Many residents have filed complaints to the RUC but nothing has happened. If anything, the situstion has worsened. The barrier in the High Street area is closed from 8pm to 8am and at other times there is a permanent checkpoint.
Speaking to An Phoblacht, a High Street resident claimed that he is harrassed by the British army on a daily basis, ``my home is only 30 yards from the barrier yet anytime I drive into High Street, I am stopped, asked to produce my licence and the hood and bonnet of my car are opened and searched.''
Bessbrook is one of the most heavily militarised areas in the north, many roads are permantly closed, there are many permanent checkpoints and there are more than 24 security cameras.
Residents claim that since the publication of the Good Friday document, the harrassment has worsened. Residents are now also stopped leaving the area and on many occasions ambulances have had to take a mile and a half detour to reach the High Street area because of the barrier.
Residents are holding a protest this Saturday at 4pm, and called for the support of the local people, ``We the people of the area challenge the RUC to tell us where there is security like this in the north of Ireland?''
South Armagh residents meet Ahern
By Michael Pierse
A delegation from the South Armagh Farmers and Residents Committee met Bertie Ahern on Wednesday morning and were told that their concerns would be represented to Tony Blair at the first available opportunity.
Committee chairperson Declan Fearon expressed dismay at the fact that there has been ``no change whatsoever'' in British military tactics in South Armagh since the beginning of the ceasefire last July. ``The British Army are still as agressive,'' he said, and pointed to the continuation of harassment, especially of those who dare speak out about the menacing presence of troops in the area.
Local farmer Henry McElroy is one of those to have suffered most at the hands of British Army manouvres in South Armagh. Over 50 of his sheep were stampeded through wire bordering one of his fields by low flying British army helicopters.

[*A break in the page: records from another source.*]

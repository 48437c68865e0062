//! Tests for the heuristic evaluator.

use leapfrog_rules::{Candidate, Coord, Game, Heuristic, MoveKind, Player};

fn candidate(x1: i32, y1: i32, x2: i32, y2: i32, kind: MoveKind) -> Candidate {
    Candidate::new(Coord::new(x1, y1), Coord::new(x2, y2), kind)
}

#[test]
fn test_chain_lookahead_scores() {
    let game = Game::with_pieces(
        5,
        [(0, 0, Player::Black), (1, 1, Player::White), (3, 3, Player::White)],
    )
    .unwrap();
    let heuristic = Heuristic::new();

    let scored: Vec<_> = game
        .legal_moves(Player::Black)
        .iter()
        .map(|c| (c.to, heuristic.evaluate(&game, Player::Black, c)))
        .collect();

    // Capture (+10), chain (+10), follow-up capture worth 10, then White's
    // 8 replies including 1 capture (-11)
    assert_eq!(
        scored,
        vec![
            (Coord::new(0, 1), Some(-15)),
            (Coord::new(1, 0), Some(-15)),
            (Coord::new(2, 2), Some(19)),
        ]
    );
    assert_eq!(heuristic.suggest(&game).as_deref(), Some("a1c3"));
}

#[test]
fn test_ties_keep_first_candidate() {
    let game = Game::with_pieces(3, [(1, 1, Player::Black)]).unwrap();
    let heuristic = Heuristic::new();

    for c in game.legal_moves(Player::Black) {
        assert_eq!(heuristic.evaluate(&game, Player::Black, &c), Some(0));
    }
    // North-west comes first in enumeration order
    assert_eq!(heuristic.suggest(&game).as_deref(), Some("b2a1"));
}

#[test]
fn test_long_chain_score() {
    let game = Game::with_pieces(
        9,
        [
            (0, 0, Player::Black),
            (1, 1, Player::White),
            (3, 3, Player::White),
            (5, 5, Player::White),
            (7, 7, Player::White),
        ],
    )
    .unwrap();
    let heuristic = Heuristic::new();

    let first_jump = candidate(0, 0, 2, 2, MoveKind::Capture);
    assert_eq!(heuristic.evaluate(&game, Player::Black, &first_jump), Some(13));
    assert_eq!(heuristic.best_move(&game), Some(first_jump));
}

#[test]
fn test_unplayable_candidate_scores_none() {
    let game = Game::with_pieces(3, [(0, 0, Player::Black), (1, 1, Player::White)]).unwrap();
    let wrong_owner = candidate(1, 1, 2, 2, MoveKind::Simple);
    assert_eq!(Heuristic::new().evaluate(&game, Player::Black, &wrong_owner), None);
}

#[test]
fn test_suggestion_is_deterministic() {
    let heuristic = Heuristic::new();
    for size in 3..=9 {
        let game = Game::new(size);
        let first = heuristic.suggest(&game);
        assert!(first.is_some(), "Default layout at size {} has moves", size);
        assert_eq!(heuristic.suggest(&game), first);
        assert_eq!(heuristic.suggest(&game.clone()), first);
    }
}

#[test]
fn test_suggestion_is_playable() {
    let heuristic = Heuristic::new();
    let mut game = Game::new(5);

    for _ in 0..20 {
        if game.is_finished().is_some() {
            break;
        }
        match heuristic.best_move(&game) {
            Some(choice) => assert!(
                game.try_play(choice.as_move()).is_ok(),
                "Suggested {} was rejected",
                choice.as_move()
            ),
            None => game.pass_turn(),
        }
    }
}

#[test]
fn test_blocked_player_passes() {
    // Every neighbour and every landing square around Black is occupied
    let game = Game::with_pieces(
        3,
        [
            (0, 0, Player::Black),
            (1, 0, Player::White),
            (2, 0, Player::White),
            (0, 1, Player::White),
            (1, 1, Player::White),
            (0, 2, Player::White),
            (2, 2, Player::White),
        ],
    )
    .unwrap();
    assert!(game.legal_moves(Player::Black).is_empty());
    assert_eq!(Heuristic::new().suggest(&game), None);
}
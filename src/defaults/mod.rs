use crate::error::ConfigError;
use crate::loader::merger::ConfigMerger;
use crate::models::Config;
use once_cell::sync::Lazy;
use serde_json::Value;

// Embed the default settings YAML file at compile time
const DEFAULT_CONFIG_YAML: &str = include_str!("defaults.yml");

// Parse the default config once at startup
pub static DEFAULT_CONFIG_VALUE: Lazy<Value> = Lazy::new(|| {
    serde_yaml::from_str(DEFAULT_CONFIG_YAML)
        .expect("Failed to parse default config - this is a bug")
});

pub static DEFAULT_CONFIG: Lazy<Config> = Lazy::new(|| {
    serde_json::from_value(DEFAULT_CONFIG_VALUE.clone())
        .expect("Default config does not match Config - this is a bug")
});

/// Merge a user config document over the defaults
/// User values take precedence; lists replace rather than append
pub fn merge_with_defaults(user_config: Value) -> Result<Config, ConfigError> {
    let mut merged = DEFAULT_CONFIG_VALUE.clone();

    // An empty YAML file parses as null
    if !user_config.is_null() {
        ConfigMerger::deep_merge(&mut merged, user_config);
    }

    serde_json::from_value(merged).map_err(ConfigError::Shape)
}

#[cfg(test)]
mod tests {
    use super::*;
    use crate::models::OutputFormat;
    use serde_json::json;

    #[test]
    fn test_default_config_loads() {
        // This will panic if the embedded YAML is invalid
        let config = &*DEFAULT_CONFIG;

        assert_eq!(config.context, "http://schema.org");
        assert_eq!(config.layout.id.index(), 2);
        assert_eq!(config.layout.type_name.index(), 3);
        assert_eq!(config.layout.property.index(), 4);
        assert_eq!(config.layout.value.index(), 5);
        assert!(!config.references.include_type);
        assert_eq!(config.array_properties, vec!["sameAs"]);
        assert_eq!(config.catalog.prefix, "http://schema.org/");
        assert_eq!(config.output.format, OutputFormat::Html);
    }

    #[test]
    fn test_merge_empty_config() {
        let merged = merge_with_defaults(Value::Null).unwrap();
        assert_eq!(merged.layout, DEFAULT_CONFIG.layout);
        assert_eq!(merged.catalog, DEFAULT_CONFIG.catalog);
    }

    #[test]
    fn test_merge_preserves_user_config() {
        let user = json!({
            "context": "https://schema.org",
            "layout": { "id": "A" },
            "references": { "include_type": true },
            "array_properties": ["sameAs", "image"]
        });

        let merged = merge_with_defaults(user).unwrap();

        assert_eq!(merged.context, "https://schema.org");
        assert_eq!(merged.layout.id.index(), 0);
        // Untouched siblings keep their defaults
        assert_eq!(merged.layout.type_name.index(), 3);
        assert!(merged.references.include_type);
        assert!(merged.is_array_property("image"));
        assert_eq!(merged.catalog.header_rows, 1);
    }

    #[test]
    fn test_merge_rejects_wrong_shape() {
        let user = json!({ "layout": { "id": "not a column" } });
        assert!(matches!(
            merge_with_defaults(user),
            Err(ConfigError::Shape(_))
        ));
    }
}
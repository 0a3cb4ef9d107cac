//! Dependent dropdown validation: which Property values a Type allows,
//! and which rows the constraint covers

mod error;
mod resolver;


pub use error::ResolveError;
pub use resolver::{IgnoreReason, RangeResolver, Resolution, span_length};
use serde::{Deserialize, Serialize};

use super::config::Column;

/// A user edit reported by the spreadsheet layer
#[derive(Debug, Clone, PartialEq, Eq, Serialize, Deserialize)]
pub struct EditEvent {
    /// 1-based row of the changed cell (row 0 is the header)
    pub row: usize,
    pub column: Column,
    pub new_value: String,
    pub affected_rows: usize,
    pub affected_columns: usize,
}

impl EditEvent {
    /// An edit that touched exactly one cell
    pub fn single(row: usize, column: Column, new_value: impl Into<String>) -> Self {
        Self {
            row,
            column,
            new_value: new_value.into(),
            affected_rows: 1,
            affected_columns: 1,
        }
    }

    pub fn is_single_cell(&self) -> bool {
        self.affected_rows == 1 && self.affected_columns == 1
    }
}

/// A "restrict to list" constraint for the spreadsheet layer to apply
#[derive(Debug, Clone, PartialEq, Eq, Serialize, Deserialize)]
pub struct ValidationTarget {
    pub range_start_row: usize,
    pub row_count: usize,
    pub column: Column,
    pub allowed_values: Vec<String>,
}

impl ValidationTarget {
    /// Last row covered by the constraint, inclusive
    pub fn range_end_row(&self) -> usize {
        self.range_start_row + self.row_count.saturating_sub(1)
    }

    /// A1 notation for the constrained cells, e.g. `E4:E6`
    pub fn a1_range(&self) -> String {
        format!(
            "{column}{start}:{column}{end}",
            column = self.column,
            start = self.range_start_row + 1,
            end = self.range_end_row() + 1
        )
    }
}
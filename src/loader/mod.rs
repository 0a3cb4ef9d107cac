//! Loading of config files, schema tables and type catalogs

pub mod config_loader;
pub mod merger;
pub mod table_source;

pub use config_loader::ConfigLoader;
pub use table_source::{CsvFile, TableSource, load_catalog, load_table, parse_csv};
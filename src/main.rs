use anyhow::Result;
use clap::{Parser, Subcommand};
use std::path::PathBuf;

use ldsheet::models::OutputFormat;

mod commands;

use commands::{InspectType, ResolveArgs, compile_command, inspect_command, resolve_command};

#[derive(Parser)]
#[command(
    name = "ldsheet",
    about = "Compiles schema sheets into JSON-LD and resolves Type-dependent property dropdowns",
    version,
    author,
    long_about = None
)]
struct Cli {
    #[command(subcommand)]
    command: Commands,

    /// Config file layered over ./ldsheet.yml and the built-in defaults
    #[arg(short, long, global = true)]
    config: Option<PathBuf>,

    /// Enable verbose output (use -vv for debug output)
    #[arg(short, long, global = true, action = clap::ArgAction::Count)]
    verbose: u8,
}

#[derive(Subcommand)]
enum Commands {
    /// Compile a schema table into JSON-LD blocks
    Compile {
        /// Schema table CSV (first record is the header)
        table: PathBuf,

        /// Output format [default: from config]
        #[arg(short, long, value_enum)]
        format: Option<OutputFormat>,

        /// Write to a file instead of stdout
        #[arg(short, long)]
        output: Option<PathBuf>,
    },

    /// Resolve the Property dropdown for an edited Type cell
    Resolve(ResolveArgs),

    /// Print the effective config, a parsed table, or a parsed catalog as JSON
    Inspect {
        #[arg(value_enum)]
        object_type: InspectType,

        #[arg(help = "CSV file to inspect (required for rows and catalog)")]
        path: Option<PathBuf>,
    },
}

fn main() -> Result<()> {
    let cli = Cli::parse();

    init_logging(cli.verbose);

    let config = cli.config.as_deref();
    match cli.command {
        Commands::Compile {
            table,
            format,
            output,
        } => compile_command(config, &table, format, output.as_deref())?,
        Commands::Resolve(args) => resolve_command(config, args)?,
        Commands::Inspect { object_type, path } => inspect_command(config, object_type, path)?,
    }

    Ok(())
}

fn init_logging(verbose: u8) {
    use tracing_subscriber::EnvFilter;

    let filter = match verbose {
        0 => EnvFilter::new("ldsheet=warn"), // Default: warnings and errors only
        1 => EnvFilter::new("ldsheet=info"), // -v: info messages
        _ => EnvFilter::new("ldsheet=debug"), // -vv or more: full debug
    };

    // stdout carries the generated documents
    tracing_subscriber::fmt()
        .with_env_filter(filter)
        .with_writer(std::io::stderr)
        .with_target(false)
        .without_time()
        .init();
}
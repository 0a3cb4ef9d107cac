use once_cell::sync::Lazy;
use regex::Regex;
use serde::{Deserialize, Serialize};
use std::fmt;

use crate::error::ConfigError;

static COLUMN_LETTERS: Lazy<Regex> =
    Lazy::new(|| Regex::new(r"^[A-Za-z]{1,3}$").expect("column letter pattern is valid"));

#[derive(Debug, Clone, Serialize, Deserialize)]
pub struct Config {
    /// Value written as `@context` at the top of every block
    pub context: String,

    pub layout: ColumnLayout,

    pub references: ReferenceConfig,

    /// Properties whose comma-separated value is emitted as a JSON array
    pub array_properties: Vec<String>,

    pub catalog: CatalogLayout,

    pub output: OutputConfig,
}

impl Default for Config {
    fn default() -> Self {
        crate::defaults::DEFAULT_CONFIG.clone()
    }
}

impl Config {
    /// Load config from YAML content without merging defaults
    pub fn from_yaml(content: &str) -> Result<Self, serde_yaml::Error> {
        serde_yaml::from_str(content)
    }

    pub fn is_array_property(&self, property: &str) -> bool {
        self.array_properties.iter().any(|p| p == property)
    }
}

/// Positions of the four meaningful cells in a table record
#[derive(Debug, Clone, Copy, PartialEq, Eq, Serialize, Deserialize)]
pub struct ColumnLayout {
    pub id: Column,
    #[serde(rename = "type")]
    pub type_name: Column,
    pub property: Column,
    pub value: Column,
}

#[derive(Debug, Clone, Copy, PartialEq, Eq, Serialize, Deserialize)]
pub struct ReferenceConfig {
    /// Pull `@type` for a `#`-reference from the row that follows it
    pub include_type: bool,
}

#[derive(Debug, Clone, PartialEq, Eq, Serialize, Deserialize)]
pub struct CatalogLayout {
    pub type_column: Column,
    pub properties_column: Column,
    pub header_rows: usize,

    /// Stripped from every property token before it is offered as a choice
    pub prefix: String,
}

#[derive(Debug, Clone, Copy, PartialEq, Eq, Serialize, Deserialize)]
pub struct OutputConfig {
    pub format: OutputFormat,
}

#[derive(Debug, Clone, Copy, PartialEq, Eq, Serialize, Deserialize, clap::ValueEnum)]
#[serde(rename_all = "lowercase")]
pub enum OutputFormat {
    /// Escaped script markers inside a <code> element, for display
    Html,
    /// Literal <script> elements, for embedding in a page
    Script,
    /// Bare JSON-LD blocks separated by blank lines
    Json,
}

/// A zero-based column index.
///
/// Deserializes from either an index (`2`) or a spreadsheet letter (`"C"`),
/// and serializes back to the letter form.
#[derive(Debug, Clone, Copy, PartialEq, Eq, PartialOrd, Ord, Hash, Serialize, Deserialize)]
#[serde(try_from = "ColumnRef", into = "ColumnRef")]
pub struct Column(usize);

#[derive(Debug, Clone, Serialize, Deserialize)]
#[serde(untagged)]
pub enum ColumnRef {
    Index(usize),
    Letter(String),
}

impl Column {
    pub const fn new(index: usize) -> Self {
        Self(index)
    }

    pub const fn index(self) -> usize {
        self.0
    }

    /// Parse a spreadsheet column letter: `A` is 0, `Z` is 25, `AA` is 26
    pub fn from_letter(letter: &str) -> Result<Self, ConfigError> {
        let letter = letter.trim();
        if !COLUMN_LETTERS.is_match(letter) {
            return Err(ConfigError::InvalidColumn(letter.to_string()));
        }

        let number = letter
            .bytes()
            .map(|b| usize::from(b.to_ascii_uppercase() - b'A') + 1)
            .fold(0, |acc, digit| acc * 26 + digit);

        Ok(Self(number - 1))
    }

    pub fn letter(self) -> String {
        let mut remaining = self.0 + 1;
        let mut letters = Vec::new();
        while remaining > 0 {
            let digit = (remaining - 1) % 26;
            letters.push(char::from(b'A' + digit as u8));
            remaining = (remaining - 1) / 26;
        }
        letters.iter().rev().collect()
    }
}

impl fmt::Display for Column {
    fn fmt(&self, f: &mut fmt::Formatter<'_>) -> fmt::Result {
        write!(f, "{}", self.letter())
    }
}

impl TryFrom<ColumnRef> for Column {
    type Error = ConfigError;

    fn try_from(value: ColumnRef) -> Result<Self, Self::Error> {
        match value {
            ColumnRef::Index(index) => Ok(Self(index)),
            ColumnRef::Letter(letter) => match letter.trim().parse::<usize>() {
                Ok(index) => Ok(Self(index)),
                Err(_) => Self::from_letter(&letter),
            },
        }
    }
}

impl From<Column> for ColumnRef {
    fn from(column: Column) -> Self {
        ColumnRef::Letter(column.letter())
    }
}
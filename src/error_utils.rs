//! Shared error utilities

use miette::{NamedSource, SourceSpan};
use std::path::Path;

/// Toggle this to add spaces for iTerm2 clickability
const ADD_SPACES_FOR_ITERM: bool = true;

/// Format a file path for error display
///
/// Paths under the working directory are shown relative to it. When
/// ADD_SPACES_FOR_ITERM is true, adds a space before the path to make it
/// clickable in iTerm2.
pub fn format_error_path(path: &Path) -> String {
    let display_path = std::env::current_dir()
        .ok()
        .and_then(|cwd| path.strip_prefix(cwd).ok().map(Path::to_path_buf))
        .unwrap_or_else(|| path.to_path_buf());
    let formatted_path = display_path.display().to_string();

    if ADD_SPACES_FOR_ITERM {
        format!(" {formatted_path}")
    } else {
        formatted_path
    }
}

/// Create a NamedSource with proper formatting for error display
pub fn create_named_source(path: &Path, content: String) -> NamedSource<String> {
    let formatted_path = format_error_path(path);
    NamedSource::new(formatted_path, content)
}

/// Build a single-character span at `offset`, clamped to the source length
pub fn point_span(source: &str, offset: usize) -> SourceSpan {
    let start = offset.min(source.len());
    let len = usize::from(start < source.len());
    SourceSpan::new(start.into(), len)
}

He spoke emotionally of the cruelty caused to his animals; five of his sheep were killed in the incident and 17 lambs were aborted due to the stress induced by the army incursion. An average of three animals per week are still being killed directly as a result of the military agression in South Armagh.
Toni Carragher, the committee's secretary, spoke of the flagrant waste of £1.45 billion that was the expenditure budget on crown force activities in the north for the 1997/'98 peroid, while health, educational and social facilities are grossly underfunded. There are a total of 31 look-out posts and five extensive British Army/RUC military bases in the 20 mile radius of South Armagh. Helicopter activity is persistent, with an average of approximately 187 flights into each post per month. At Glassdrummond alone there have been 87 flights since the Good Friday agreement and 1,864 flights since last July's ceasefire. The rampant TB situation in the area has been facilitated by British Army foot patrols carrying the infection from farm to farm.
Local undertaker Michael McConville's livelihood has not emerged unscathed. Funeral proceedings are disturbed on a weekly basis by the overbearing noise of helicopters hovering directly overhead. He said this is ``very disturbing to the relatives.''
Sinn Féin TD Caoimhghín O Caoláin, who arranged and hosted the meeting with An Taoiseach revealed that many more farmers are ``intimidated into silence.'' five animal killings in the last week were not reported due to such fears.